*Data shown*

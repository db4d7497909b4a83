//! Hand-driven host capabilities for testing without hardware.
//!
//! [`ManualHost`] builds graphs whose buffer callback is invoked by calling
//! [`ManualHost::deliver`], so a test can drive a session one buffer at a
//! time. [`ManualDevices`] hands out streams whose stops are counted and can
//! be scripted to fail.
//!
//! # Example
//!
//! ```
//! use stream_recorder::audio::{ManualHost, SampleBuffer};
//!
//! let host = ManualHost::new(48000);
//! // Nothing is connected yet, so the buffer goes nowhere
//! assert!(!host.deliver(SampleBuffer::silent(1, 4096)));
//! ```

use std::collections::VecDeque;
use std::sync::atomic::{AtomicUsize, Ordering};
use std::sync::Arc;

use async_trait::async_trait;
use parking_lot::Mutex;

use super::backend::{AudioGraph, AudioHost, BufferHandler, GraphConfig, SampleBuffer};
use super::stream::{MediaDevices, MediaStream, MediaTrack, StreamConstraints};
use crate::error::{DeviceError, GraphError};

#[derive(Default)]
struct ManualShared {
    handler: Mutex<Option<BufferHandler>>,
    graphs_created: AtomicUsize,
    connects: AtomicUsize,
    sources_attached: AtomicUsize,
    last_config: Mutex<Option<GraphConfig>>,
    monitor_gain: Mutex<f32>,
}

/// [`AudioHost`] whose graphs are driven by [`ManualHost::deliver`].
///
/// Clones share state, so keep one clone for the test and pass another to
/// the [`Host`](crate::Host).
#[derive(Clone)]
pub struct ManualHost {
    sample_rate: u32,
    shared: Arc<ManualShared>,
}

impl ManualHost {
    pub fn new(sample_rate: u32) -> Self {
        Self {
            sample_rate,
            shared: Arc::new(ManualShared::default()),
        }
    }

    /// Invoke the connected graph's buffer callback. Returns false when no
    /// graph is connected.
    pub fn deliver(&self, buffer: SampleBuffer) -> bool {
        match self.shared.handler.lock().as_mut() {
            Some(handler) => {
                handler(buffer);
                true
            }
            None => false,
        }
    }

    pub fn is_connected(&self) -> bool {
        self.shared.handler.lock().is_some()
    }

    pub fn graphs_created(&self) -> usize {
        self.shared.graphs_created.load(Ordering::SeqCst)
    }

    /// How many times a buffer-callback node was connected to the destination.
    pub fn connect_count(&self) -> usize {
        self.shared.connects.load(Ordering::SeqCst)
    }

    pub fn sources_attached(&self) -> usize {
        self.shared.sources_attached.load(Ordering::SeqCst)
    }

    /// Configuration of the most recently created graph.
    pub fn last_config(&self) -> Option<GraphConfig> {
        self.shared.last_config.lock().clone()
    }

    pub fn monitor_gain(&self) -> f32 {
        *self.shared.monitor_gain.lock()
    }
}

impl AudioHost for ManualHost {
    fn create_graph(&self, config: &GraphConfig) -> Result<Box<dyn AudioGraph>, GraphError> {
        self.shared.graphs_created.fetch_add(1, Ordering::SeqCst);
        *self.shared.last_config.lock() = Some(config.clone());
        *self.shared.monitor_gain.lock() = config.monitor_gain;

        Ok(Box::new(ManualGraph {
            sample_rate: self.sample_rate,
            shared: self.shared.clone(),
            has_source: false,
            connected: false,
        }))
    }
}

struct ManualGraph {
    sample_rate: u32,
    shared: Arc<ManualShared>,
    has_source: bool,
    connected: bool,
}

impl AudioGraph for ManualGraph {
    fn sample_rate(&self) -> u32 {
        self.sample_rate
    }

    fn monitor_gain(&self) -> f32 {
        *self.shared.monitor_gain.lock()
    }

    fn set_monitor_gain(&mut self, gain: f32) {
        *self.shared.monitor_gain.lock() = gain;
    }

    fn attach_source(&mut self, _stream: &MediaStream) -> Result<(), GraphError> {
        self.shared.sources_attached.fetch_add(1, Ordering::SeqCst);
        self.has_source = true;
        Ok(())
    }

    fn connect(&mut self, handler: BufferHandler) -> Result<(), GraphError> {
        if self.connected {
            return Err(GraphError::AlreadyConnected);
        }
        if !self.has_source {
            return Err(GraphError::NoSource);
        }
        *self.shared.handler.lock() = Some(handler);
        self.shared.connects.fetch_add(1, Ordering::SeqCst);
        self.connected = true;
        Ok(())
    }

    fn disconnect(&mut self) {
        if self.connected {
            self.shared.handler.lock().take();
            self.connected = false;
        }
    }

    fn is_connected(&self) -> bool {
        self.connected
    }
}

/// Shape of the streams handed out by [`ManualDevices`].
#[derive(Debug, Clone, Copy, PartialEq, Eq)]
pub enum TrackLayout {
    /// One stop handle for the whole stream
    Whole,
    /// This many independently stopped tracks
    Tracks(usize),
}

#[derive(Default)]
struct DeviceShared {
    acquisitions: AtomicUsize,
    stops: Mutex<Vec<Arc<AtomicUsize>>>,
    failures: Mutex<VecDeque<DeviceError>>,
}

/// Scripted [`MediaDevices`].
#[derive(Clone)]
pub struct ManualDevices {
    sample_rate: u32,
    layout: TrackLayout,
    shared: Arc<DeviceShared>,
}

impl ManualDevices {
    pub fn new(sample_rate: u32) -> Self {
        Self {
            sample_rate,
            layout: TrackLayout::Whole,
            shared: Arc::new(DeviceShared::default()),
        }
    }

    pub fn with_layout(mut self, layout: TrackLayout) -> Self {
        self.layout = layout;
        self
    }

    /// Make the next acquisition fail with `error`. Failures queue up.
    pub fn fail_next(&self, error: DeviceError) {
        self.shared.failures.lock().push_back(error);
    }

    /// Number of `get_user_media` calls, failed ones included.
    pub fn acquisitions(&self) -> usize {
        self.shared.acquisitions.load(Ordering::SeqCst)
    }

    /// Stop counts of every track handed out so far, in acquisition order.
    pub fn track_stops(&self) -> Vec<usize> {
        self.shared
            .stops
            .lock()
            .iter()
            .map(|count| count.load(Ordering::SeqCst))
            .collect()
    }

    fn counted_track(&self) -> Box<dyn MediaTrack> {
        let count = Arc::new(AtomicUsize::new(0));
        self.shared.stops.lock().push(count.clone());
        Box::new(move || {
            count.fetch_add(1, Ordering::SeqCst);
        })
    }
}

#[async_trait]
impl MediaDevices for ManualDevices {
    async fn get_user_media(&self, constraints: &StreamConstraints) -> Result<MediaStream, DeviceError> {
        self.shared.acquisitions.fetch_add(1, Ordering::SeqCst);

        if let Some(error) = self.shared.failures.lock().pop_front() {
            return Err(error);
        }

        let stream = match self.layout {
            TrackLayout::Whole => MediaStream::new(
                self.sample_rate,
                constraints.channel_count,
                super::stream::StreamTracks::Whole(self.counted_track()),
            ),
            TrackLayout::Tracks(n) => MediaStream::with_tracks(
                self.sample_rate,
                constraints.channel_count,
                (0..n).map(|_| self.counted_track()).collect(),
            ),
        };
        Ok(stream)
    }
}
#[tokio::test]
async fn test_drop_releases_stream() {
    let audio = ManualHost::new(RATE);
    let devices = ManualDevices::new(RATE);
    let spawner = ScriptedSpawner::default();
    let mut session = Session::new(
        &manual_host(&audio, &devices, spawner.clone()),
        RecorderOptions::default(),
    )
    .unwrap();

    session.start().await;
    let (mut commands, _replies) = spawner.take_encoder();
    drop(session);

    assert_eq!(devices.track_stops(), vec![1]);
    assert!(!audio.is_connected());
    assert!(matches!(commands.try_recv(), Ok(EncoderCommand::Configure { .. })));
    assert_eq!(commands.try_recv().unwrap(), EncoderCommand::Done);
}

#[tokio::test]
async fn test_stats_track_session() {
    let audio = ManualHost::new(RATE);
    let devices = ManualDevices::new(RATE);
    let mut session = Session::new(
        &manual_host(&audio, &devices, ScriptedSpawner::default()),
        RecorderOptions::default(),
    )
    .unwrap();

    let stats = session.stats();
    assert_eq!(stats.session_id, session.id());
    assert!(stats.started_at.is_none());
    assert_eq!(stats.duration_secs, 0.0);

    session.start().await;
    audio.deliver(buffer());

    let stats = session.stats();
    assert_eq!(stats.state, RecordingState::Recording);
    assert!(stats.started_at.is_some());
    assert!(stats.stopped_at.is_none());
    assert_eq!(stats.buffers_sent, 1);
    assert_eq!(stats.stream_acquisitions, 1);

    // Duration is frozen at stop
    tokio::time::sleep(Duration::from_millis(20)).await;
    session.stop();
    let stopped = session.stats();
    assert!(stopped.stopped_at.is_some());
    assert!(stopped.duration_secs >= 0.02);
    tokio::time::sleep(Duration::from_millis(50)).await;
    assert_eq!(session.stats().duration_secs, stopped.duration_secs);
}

*Work item*
Look above for the line that contains "false when no". Starting there, transcribe every line exactly until you have copied the line that contains "self.shared.sources_attached.load(Ordering::SeqCst)".

*Output for this task*
    /// Invoke the connected graph's buffer callback. Returns false when no
    /// graph is connected.
    pub fn deliver(&self, buffer: SampleBuffer) -> bool {
        match self.shared.handler.lock().as_mut() {
            Some(handler) => {
                handler(buffer);
                true
            }
            None => false,
        }
    }

    pub fn is_connected(&self) -> bool {
        self.shared.handler.lock().is_some()
    }

    pub fn graphs_created(&self) -> usize {
        self.shared.graphs_created.load(Ordering::SeqCst)
    }

    /// How many times a buffer-callback node was connected to the destination.
    pub fn connect_count(&self) -> usize {
        self.shared.connects.load(Ordering::SeqCst)
    }

    pub fn sources_attached(&self) -> usize {
        self.shared.sources_attached.load(Ordering::SeqCst)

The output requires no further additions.